A matroid is a combinatorial structure that abstracts the notion of linear independence from linear algebra, and matroid theory provides a unified framework for properties shared by codes, graphs, finite geometry, and related objects introduced below.

I study matroid representation problems, with emphasis on representability by matrices over finite rings and the resulting structures.

Recent work includes descriptions of independence systems via modular independence over local rings, together with extension and comparison problems for representations.

I aim to clarify matroid structure through two-way interactions with independence notions arising in coding theory.

Coding theory studies the design of error-correcting codes and their algebraic/combinatorial properties.

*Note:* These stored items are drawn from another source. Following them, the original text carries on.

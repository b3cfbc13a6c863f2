//! Fast PRNG for fight simulation. Uses SplitMix64 for throughput and good statistical quality.
//! Deterministic: same seed produces the same sequence. Not cryptographically secure.

const SPLITMIX64_GOLDEN: u64 = 0x9e3779b97f4a7c15;
const SPLITMIX64_M1: u64 = 0xbf58476d1ce4e5b9;
const SPLITMIX64_M2: u64 = 0x94d049bb133111eb;

/// 2^-53, maps the top 53 bits of a draw onto [0, 1).
const UNIT_SCALE: f64 = 1.0 / (1u64 << 53) as f64;

#[derive(Debug, Clone, Copy)]
pub struct Rng {
    state: u64,
}

impl Rng {
    pub fn new(seed: u64) -> Self {
        Self { state: seed }
    }

    /// Draws a fresh seed from the operating system.
    pub fn entropy_seed() -> Result<u64, getrandom::Error> {
        let mut bytes = [0_u8; 8];
        getrandom::getrandom(&mut bytes)?;
        Ok(u64::from_le_bytes(bytes))
    }

    #[inline]
    pub fn next_u64(&mut self) -> u64 {
        self.state = self.state.wrapping_add(SPLITMIX64_GOLDEN);
        let mut z = self.state;
        z = (z ^ (z >> 30)).wrapping_mul(SPLITMIX64_M1);
        z = (z ^ (z >> 27)).wrapping_mul(SPLITMIX64_M2);
        z ^ (z >> 31)
    }

    /// Uniform float in [0, 1).
    #[inline]
    pub fn next_f64(&mut self) -> f64 {
        (self.next_u64() >> 11) as f64 * UNIT_SCALE
    }

    /// Uniform float between `low` and `high`. Consumes one draw.
    #[inline]
    pub fn uniform(&mut self, low: f64, high: f64) -> f64 {
        low + (high - low) * self.next_f64()
    }

    /// Uniform integer in `low..=high`. Consumes one draw.
    #[inline]
    pub fn range_inclusive(&mut self, low: u32, high: u32) -> u32 {
        debug_assert!(low <= high);
        let span = u64::from(high - low) + 1;
        low + (self.next_u64() % span) as u32
    }
}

I work mainly on linear codes over finite rings, focusing on critical problems, weight structures, and related characteristic polynomials.

Current topics include bounds on critical exponents for codes over finite chain rings and residue rings, and periodicity of weight enumerators.

Using the correspondence between codes and matroids, I seek quantitative combinatorial descriptions of code structure.

Finite geometry studies incidence structures on finite sets. Besides projective and affine geometries over finite fields, it also includes ring-based settings such as projective Hjelmslev geometry, chain geometry, and Laguerre geometry.

In my work, finite geometry (especially projective geometry) is primarily a tool rather than a standalone object of study.

Using points, subspaces, and incidence relations in projective spaces, I describe and organise the structures of codes and matroids in geometric terms.

From this viewpoint, I aim to clarify correspondences between algebraic objects and combinatorial structures, while providing insights useful for constructing optimal codes.

Enumerative combinatorics studies discrete structures through counting, generating functions, and polynomial invariants.

From an enumerative viewpoint, I study polynomial invariants arising from codes and matroids.

I analyse how weight enumerators, characteristic quasi-polynomials, and characteristic polynomials reflect algebraic conditions such as base rings and representation types.

Alongside theoretical bounds, I also work with concrete computations to capture detailed phenomena.